Background: G-protein activation mediates inhibition of N-type Ca2+ currents. Volatile anesthetics affect G-protein pathways at various levels, and activation of G-proteins has been shown to increase the volatile anesthetic potency for inhibiting the electrical-induced contraction in ileum. The authors investigated whether isoflurane inhibition of N-type Ba2+ currents was mediated by G-protein activation. Methods: N-type Ba2+ currents were measured in the human neuronal SH-SY5Y cell line by using the whole cell voltage-clamp method. Results: Isoflurane was found to have two effects on N-type Ba2+ currents. First, isoflurane reduced the magnitude of N-type Ba2+ currents to a similar extent (IC50 ∼ 0.28 mM) in the absence and presence of GDPβS (a nonhydrolyzable GDP analog). Interestingly, GTPγS (a nonhydrolyzable GTP analog and G-protein activator) in a dose-dependent manner reduced the isoflurane block; 120 μM GTPγS completely eliminated the block of 0.3 mM isoflurane and reduced the apparent isoflurane potency by ∼2.4 times (IC50 ∼ 0.68 mM).

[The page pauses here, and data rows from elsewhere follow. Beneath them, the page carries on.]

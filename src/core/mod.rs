//! Core types shared by every module.
//!
//! Currently this is the error layer: [`WerfError`], the user-facing
//! [`ErrorContext`] and [`user_friendly_error`], which the CLI uses to turn any
//! `anyhow::Error` into a message with a suggestion.

pub mod error;

pub use error::{ErrorContext, WerfError, user_friendly_error};
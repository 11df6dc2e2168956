//! Test utilities for werf-config
//!
//! Shared by unit tests and, through the `test-utils` feature, by the
//! integration tests:
//!
//! - [`MemoryGitRepo`] - an in-memory commit for resolver tests
//! - [`TestGit`] - a wrapper around the `git` binary for real repositories
//! - [`TestProject`] - a temporary project directory, optionally under git
//!
//! # Example
//!
//! ```rust,no_run
//! use werf_config::test_utils::TestProject;
//!
//! # fn example() -> anyhow::Result<()> {
//! let project = TestProject::with_git()?;
//! project.write("werf.yaml", "configVersion: 1\nproject: demo\n")?;
//! project.commit_all("Initial commit")?;
//! let reader = project.reader(false)?;
//! # Ok(())
//! # }
//! ```

pub mod git_helper;
pub mod memory_repo;
pub mod project;

pub use git_helper::TestGit;
pub use memory_repo::MemoryGitRepo;
pub use project::TestProject;

use std::sync::Once;
use tracing::Level;
use tracing_subscriber::EnvFilter;

static INIT_LOGGING: Once = Once::new();

/// Initialize logging for tests.
///
/// Logging stays off unless a level is passed or `RUST_LOG` is set. Only the
/// first call has an effect.
pub fn init_test_logging(level: Option<Level>) {
    INIT_LOGGING.call_once(|| {
        let filter = if let Some(level) = level {
            EnvFilter::new(level.to_string())
        } else if std::env::var("RUST_LOG").is_ok() {
            EnvFilter::from_default_env()
        } else {
            return;
        };

        let _ = tracing_subscriber::fmt()
            .with_env_filter(filter)
            .with_test_writer()
            .with_target(true)
            .with_thread_ids(false)
            .with_ansi(true)
            .try_init();
    });
}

Pretreatment with pertussis toxin or cholera toxin did not eliminate the GTPγS-induced protection against the isoflurane block. Furthermore, isoflurane reduced the magnitude of voltage-dependent G-protein-mediated inhibition of N-type Ba2+ currents, and this effect was eliminated by pretreatment with pertussis toxin or cholera toxin. Conclusions: It was found that activation of G-proteins in a neuronal environment dramatically reduced the isoflurane potency for inhibiting N-type Ba2+ currents and, in turn, isoflurane affected the G-protein regulation of N-type Ba2+ currents.